Kurz bevor die Show losgeht, so kurz davor, dass man schon hören kann, wie sich nebenan der Saal mit Gästen füllt, nimmt sich Storck noch mal Zeit für ein Fazit vorm Finale: „Ich erlebe mit meiner Arbeit ein Momentum“, sagt Storck. Vieles von dem, was Storcks Arbeit berührt, wird gerade neu verhandelt: die gesellschaftliche Rolle der Frau, Macht, Konsum. Über Jahre habe Storck von den Frauen gelernt, für die er Mode schneidert: „Die junge Generation von Frauen steht viel mehr für Solidarität untereinander als jemals zuvor, ich konnte das gerade in den letzten Tagen hier beobachten.“ Es gehe nicht darum, sich gegenseitig zu übertrumpfen, erklärt Storck, und: „Meine Kollektion zeigt ganz klar eine Haltung und ein neues Selbstbewusstsein, bei dem es eben nicht mehr so sehr um Abgrenzung und darum geht, besser zu sein als andere.“ Er wolle Frauen Sicherheit geben, gerade dann, wenn man die Vorgaben der klassischen Rollenverteilung verlässt. Viele dieser Frauen werden heute Abend im Publikum der Show sitzen. Storck hat vor allem seine Kundinnen eingeladen, die Frauen, von denen er lernte.

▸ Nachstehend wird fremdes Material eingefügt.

//! エラー型の定義

use thiserror::Error;

/// CPUコアのエラー型
#[derive(Error, Debug)]
pub enum CpuError {
    #[error("Undefined opcode {opcode:#04x} at PC {pc:#06x}")]
    UndefinedOpcode { opcode: u8, pc: u16 },

    #[error("Program of {len} bytes does not fit at address {address:#06x}")]
    ProgramTooLarge { address: u16, len: usize },

    #[error("IO error: {0}")]
    Io(#[from] std::io::Error),
}

/// Result型のエイリアス
pub type Result<T> = std::result::Result<T, CpuError>;
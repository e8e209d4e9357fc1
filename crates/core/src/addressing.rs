//! # Addressing Modes
//!
//! Effective-address resolution for every 6502 addressing mode. Resolution
//! only reads operand bytes and pointers; it never touches registers and never
//! charges cycles. Page crossings are reported back in [`Resolved`] so the
//! dispatcher can decide whether the instruction pays the extra cycle.

use crate::bus::Bus;

#[derive(Debug, Copy, Clone, PartialEq, Eq)]
pub enum Mode {
    Implied,
    Accumulator,
    Immediate,
    ZeroPage,
    ZeroPageX,
    ZeroPageY,
    Relative,
    Absolute,
    AbsoluteX,
    AbsoluteY,
    Indirect,
    IndirectX,
    IndirectY,
}

impl Mode {
    /// Number of bytes following the opcode.
    pub const fn operand_len(self) -> u16 {
        match self {
            Mode::Implied | Mode::Accumulator => 0,
            Mode::Immediate
            | Mode::ZeroPage
            | Mode::ZeroPageX
            | Mode::ZeroPageY
            | Mode::Relative
            | Mode::IndirectX
            | Mode::IndirectY => 1,
            Mode::Absolute | Mode::AbsoluteX | Mode::AbsoluteY | Mode::Indirect => 2,
        }
    }
}

/// Where an instruction's operand lives.
#[derive(Debug, Copy, Clone, PartialEq, Eq)]
pub enum Target {
    None,
    Accumulator,
    Address(u16),
}

/// Result of resolving one instruction's operand. Consumed by the dispatcher
/// within the same step.
#[derive(Debug, Copy, Clone, PartialEq, Eq)]
pub struct Resolved {
    pub target: Target,
    pub page_crossed: bool,
}

impl Resolved {
    fn at(address: u16) -> Self {
        Resolved {
            target: Target::Address(address),
            page_crossed: false,
        }
    }

    fn crossing(base: u16, index: u8) -> Self {
        Resolved {
            target: Target::Address(offset(base, index)),
            page_crossed: cross(base, index),
        }
    }

    /// Effective address, if the operand lives in memory.
    pub fn address(&self) -> Option<u16> {
        match self.target {
            Target::Address(address) => Some(address),
            _ => None,
        }
    }
}

/// Resolve the operand of the instruction whose opcode sits at `pc`.
///
/// For [`Mode::Relative`] the target is the branch destination and
/// `page_crossed` compares it with the address of the next instruction.
/// For [`Mode::Indirect`] the target is the jump destination, including the
/// NMOS bug where a pointer at `$xxFF` takes its high byte from `$xx00`.
pub fn resolve<B: Bus + ?Sized>(mode: Mode, pc: u16, x: u8, y: u8, bus: &mut B) -> Resolved {
    let operand = pc.wrapping_add(1);

    match mode {
        Mode::Implied => Resolved {
            target: Target::None,
            page_crossed: false,
        },
        Mode::Accumulator => Resolved {
            target: Target::Accumulator,
            page_crossed: false,
        },
        Mode::Immediate => Resolved::at(operand),
        Mode::ZeroPage => Resolved::at(bus.read(operand) as u16),
        Mode::ZeroPageX => Resolved::at(low_byte(offset(bus.read(operand), x))),
        Mode::ZeroPageY => Resolved::at(low_byte(offset(bus.read(operand), y))),
        Mode::Relative => {
            let displacement = bus.read(operand) as i8;
            let next = pc.wrapping_add(2);
            let destination = next.wrapping_add(displacement as u16);
            Resolved {
                target: Target::Address(destination),
                page_crossed: high_byte(next) != high_byte(destination),
            }
        }
        Mode::Absolute => Resolved::at(bus.read_word(operand)),
        Mode::AbsoluteX => Resolved::crossing(bus.read_word(operand), x),
        Mode::AbsoluteY => Resolved::crossing(bus.read_word(operand), y),
        Mode::Indirect => {
            let i = bus.read_word(operand);
            Resolved::at(bus.read_noncontinuous_word(i, high_byte(i) | low_byte(i.wrapping_add(1))))
        }
        Mode::IndirectX => {
            let i = offset(bus.read(operand), x);
            Resolved::at(bus.read_noncontinuous_word(low_byte(i), low_byte(i.wrapping_add(1))))
        }
        Mode::IndirectY => {
            let i = bus.read(operand);
            let base = bus.read_noncontinuous_word(i as u16, low_byte(offset(i, 1)));
            Resolved::crossing(base, y)
        }
    }
}

fn cross(base: u16, offset: u8) -> bool {
    (base & 0xFF) + offset as u16 > 0xFF
}

fn offset<T: Into<u16>>(base: T, offset: u8) -> u16 {
    base.into().wrapping_add(offset as u16)
}

fn low_byte<T: Into<u16>>(value: T) -> u16 {
    value.into() & 0xFF
}

fn high_byte(value: u16) -> u16 {
    value & 0xFF00
}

Die Frankfurter Börse als Set für Storcks Modenschau

Für seine Show hat er als Mitglied zusammen mit dem Fashion Council Germany einen Ort gewählt, der mühelos als architektonische Inkarnationen des Wettbewerbs und Übertrumpfen gelten könnte. Ein Ort, der immer noch sehr männlich geprägt ist: die Börse. Was bedeutet dieser Ort für Storck und wie passt er zu seiner Mode? Wer ihn das fragt, bekommt eine unerwartet revolutionäre Antwort: „Dieser Ort steht wie kein anderer für unser kapitalistisches Denken und wir sind gerade dabei, genau das zu hinterfragen: Wie weit gehen wir für wirtschaftlichen Erfolg und wann gehen wir in die Verantwortung – wie eben jetzt beim Thema Nachhaltigkeit?“ Ein kritischer Kurs, auf den mehr Leute seiner Branche setzen sollten. Arp würde mit Sicherheit investieren – immerhin ist es René Storck. Der Mann, der Mode macht, damit Frauen an sich glauben, muss heute Abend gespürt haben, wie es ist, wenn sie an einen glauben.